MEDICINAL USES: Capers are said to reduce flatulence and to be anti-rheumatic in effect. In ayurvedic medicine capers (Capers=Himsra) are recorded as hepatic stimulants and protectors, improving liver function.
Capers have reported uses for arteriosclerosis, as diuretics, kidney disinfectants, vermifuges and tonics.
Infusions and decoctions from caper root bark have been traditionally used for dropsy, anemia, arthritis and gout.
Nonetheless, their most important action at this point is related to sexuality: the legend goes that a few capers a day will defeat impotence.

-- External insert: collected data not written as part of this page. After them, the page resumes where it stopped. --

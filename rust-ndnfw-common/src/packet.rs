//! NDN packet types as seen by the forwarding pipeline.
//!
//! Only the fields the pipeline reads or rewrites are modeled; everything
//! else about the wire encoding is the face's business.

use crate::mempool::{HeaderPool, Lease};
use crate::name::Name;
use crate::types::FaceId;
use bytes::Bytes;
use serde::{Deserialize, Serialize};
use std::fmt;
use std::time::{Duration, SystemTime, UNIX_EPOCH};

/// Default InterestLifetime.
pub const DEFAULT_INTEREST_LIFETIME: Duration = Duration::from_millis(4000);

/// HopLimit of an Interest that carries none.
pub const DEFAULT_HOP_LIMIT: u8 = 255;

/// Nack reason, ordered from least to most severe.
#[derive(Debug, Clone, Copy, PartialEq, Eq, PartialOrd, Ord, Hash, Serialize, Deserialize)]
#[repr(u8)]
pub enum NackReason {
    Congestion = 50,
    Duplicate = 100,
    NoRoute = 150,
    Unspecified = 255,
}

impl NackReason {
    /// Decode an NDNLPv2 NackReason; unknown codes are `Unspecified`.
    pub fn from_code(code: u64) -> Self {
        match code {
            50 => Self::Congestion,
            100 => Self::Duplicate,
            150 => Self::NoRoute,
            _ => Self::Unspecified,
        }
    }

    pub fn code(self) -> u8 {
        self as u8
    }

    /// The less severe of two reasons.
    pub fn least_severe(self, other: Self) -> Self {
        self.min(other)
    }

    pub fn as_str(self) -> &'static str {
        match self {
            Self::Congestion => "Congestion",
            Self::Duplicate => "Duplicate",
            Self::NoRoute => "NoRoute",
            Self::Unspecified => "Unspecified",
        }
    }
}

impl fmt::Display for NackReason {
    fn fmt(&self, f: &mut fmt::Formatter<'_>) -> fmt::Result {
        f.write_str(self.as_str())
    }
}

/// Interest fields a forwarder rewrites on each hop.
#[derive(Debug, Clone, Copy, PartialEq, Eq)]
pub struct InterestGuiders {
    pub nonce: u32,
    pub lifetime: Duration,
    pub hop_limit: u8,
}

impl fmt::Display for InterestGuiders {
    fn fmt(&self, f: &mut fmt::Formatter<'_>) -> fmt::Result {
        write!(
            f,
            "nonce={:08x} lifetime={} hopLimit={}",
            self.nonce,
            self.lifetime.as_millis(),
            self.hop_limit
        )
    }
}

/// Represents an NDN Interest packet.
#[derive(Debug, Clone)]
pub struct Interest {
    /// The name requested in the Interest.
    pub name: Name,

    /// Whether Data whose name extends `name` can satisfy this Interest.
    pub can_be_prefix: bool,

    /// Whether cached Data must still be fresh.
    pub must_be_fresh: bool,

    /// A nonce value to detect loops.
    pub nonce: u32,

    pub lifetime: Duration,

    /// Hop limit (similar to IP TTL).
    pub hop_limit: u8,
}

impl Interest {
    /// Creates a new Interest packet.
    pub fn new(name: Name) -> Self {
        let now = SystemTime::now()
            .duration_since(UNIX_EPOCH)
            .unwrap_or_else(|_| Duration::from_secs(0));

        Self {
            name,
            can_be_prefix: false,
            must_be_fresh: false,
            nonce: (now.as_nanos() % u32::MAX as u128) as u32,
            lifetime: DEFAULT_INTEREST_LIFETIME,
            hop_limit: DEFAULT_HOP_LIMIT,
        }
    }

    /// Sets the nonce value.
    pub fn with_nonce(mut self, nonce: u32) -> Self {
        self.nonce = nonce;
        self
    }

    /// Sets the Interest lifetime.
    pub fn with_lifetime(mut self, lifetime: Duration) -> Self {
        self.lifetime = lifetime;
        self
    }

    pub fn with_hop_limit(mut self, hop_limit: u8) -> Self {
        self.hop_limit = hop_limit;
        self
    }

    /// Sets the can_be_prefix flag.
    pub fn with_can_be_prefix(mut self, can_be_prefix: bool) -> Self {
        self.can_be_prefix = can_be_prefix;
        self
    }

    /// Sets the must_be_fresh flag.
    pub fn with_must_be_fresh(mut self, must_be_fresh: bool) -> Self {
        self.must_be_fresh = must_be_fresh;
        self
    }

    pub fn guiders(&self) -> InterestGuiders {
        InterestGuiders {
            nonce: self.nonce,
            lifetime: self.lifetime,
            hop_limit: self.hop_limit,
        }
    }

    /// Copy this Interest with new guiders into a header taken from `pool`.
    ///
    /// Returns `None` when the pool is exhausted.
    pub fn modify_guiders(&self, guiders: InterestGuiders, pool: &HeaderPool) -> Option<(Interest, Lease)> {
        let lease = pool.try_alloc()?;
        let mut out = self.clone();
        out.nonce = guiders.nonce;
        out.lifetime = guiders.lifetime;
        out.hop_limit = guiders.hop_limit;
        Some((out, lease))
    }
}

/// Represents an NDN Data packet.
#[derive(Debug, Clone)]
pub struct Data {
    /// The name of the Data packet.
    pub name: Name,

    /// The content of the Data packet.
    pub content: Bytes,

    pub freshness: Duration,
}

impl Data {
    /// Creates a new Data packet.
    pub fn new(name: Name, content: impl Into<Bytes>) -> Self {
        Self {
            name,
            content: content.into(),
            freshness: Duration::ZERO,
        }
    }

    pub fn with_freshness(mut self, freshness: Duration) -> Self {
        self.freshness = freshness;
        self
    }

    /// Whether this Data satisfies an Interest with the given name and CanBePrefix.
    pub fn can_satisfy(&self, name: &Name, can_be_prefix: bool) -> bool {
        if can_be_prefix {
            name.is_prefix_of(&self.name)
        } else {
            *name == self.name
        }
    }
}

/// Represents an NDN Nack: an Interest returned with a reason.
#[derive(Debug, Clone)]
pub struct Nack {
    pub interest: Interest,
    pub reason: NackReason,
}

impl Nack {
    pub fn from_interest(interest: Interest, reason: NackReason) -> Self {
        Self { interest, reason }
    }
}

/// Network layer packet.
#[derive(Debug, Clone)]
pub enum L3Packet {
    Interest(Interest),
    Data(Data),
    Nack(Nack),
}

impl L3Packet {
    pub fn name(&self) -> &Name {
        match self {
            L3Packet::Interest(interest) => &interest.name,
            L3Packet::Data(data) => &data.name,
            L3Packet::Nack(nack) => &nack.interest.name,
        }
    }
}

/// A packet received from a face.
#[derive(Debug, Clone)]
pub struct RxPacket {
    pub face: FaceId,
    /// Token carried in the link-layer header.
    pub token: u64,
    pub l3: L3Packet,
}

impl RxPacket {
    pub fn new(face: FaceId, token: u64, l3: L3Packet) -> Self {
        Self { face, token, l3 }
    }
}

/// A packet handed to a face for transmission.
///
/// It owns one header from the forwarder's pool until dropped.
#[derive(Debug)]
pub struct OutPacket {
    pub l3: L3Packet,
    /// Token to place in the link-layer header.
    pub token: u64,
    _lease: Lease,
}

impl OutPacket {
    pub fn new(l3: L3Packet, token: u64, lease: Lease) -> Self {
        Self {
            l3,
            token,
            _lease: lease,
        }
    }
}

#[cfg(test)]
mod tests {
    use super::*;

    fn name(uri: &str) -> Name {
        Name::from_uri(uri).unwrap()
    }

    #[test]
    fn test_nack_reason_severity() {
        assert!(NackReason::Congestion < NackReason::Duplicate);
        assert!(NackReason::Duplicate < NackReason::NoRoute);
        assert!(NackReason::NoRoute < NackReason::Unspecified);
        assert_eq!(
            NackReason::NoRoute.least_severe(NackReason::Congestion),
            NackReason::Congestion
        );
        assert_eq!(NackReason::from_code(150), NackReason::NoRoute);
        assert_eq!(NackReason::from_code(7), NackReason::Unspecified);
        assert_eq!(NackReason::Duplicate.code(), 100);
    }

    #[test]
    fn test_modify_guiders() {
        let pool = HeaderPool::new(1);
        let interest = Interest::new(name("/a")).with_nonce(1).with_hop_limit(10);
        let guiders = InterestGuiders {
            nonce: 2,
            lifetime: Duration::from_millis(500),
            hop_limit: 9,
        };

        let (out, lease) = interest.modify_guiders(guiders, &pool).unwrap();
        assert_eq!(out.guiders(), guiders);
        assert_eq!(out.name, interest.name);
        assert_eq!(interest.nonce, 1);
        assert!(interest.modify_guiders(guiders, &pool).is_none());

        drop(lease);
        assert!(interest.modify_guiders(guiders, &pool).is_some());
    }

    #[test]
    fn test_data_can_satisfy() {
        let data = Data::new(name("/a/b/c"), &b"payload"[..]);
        assert!(data.can_satisfy(&name("/a/b/c"), false));
        assert!(!data.can_satisfy(&name("/a/b"), false));
        assert!(data.can_satisfy(&name("/a/b"), true));
        assert!(!data.can_satisfy(&name("/a/x"), true));
    }
}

The man who eats them will strengthen his psychic power, and his erotic vitality. It is also an important constituent of the aphrodisiac recipes, bringing love and voluptuousness.
For the aphrodisiac effect: Take sublingually powder made of the dried fruits, in quantities of 0.5-1.5 grams, every six hours, four times a day.
Keep the powder under your tongue for 15-20 minutes, then swallow it with some water, and maybe honey. For its aphrodisiac effects, take 3-4 grams at one time, four hours before lovemaking.
Macerate prepared from 15-30g of root powder or flowers in 1l of mineral or spring water. The spicy buds are used in sauces or pickles from immemorial times.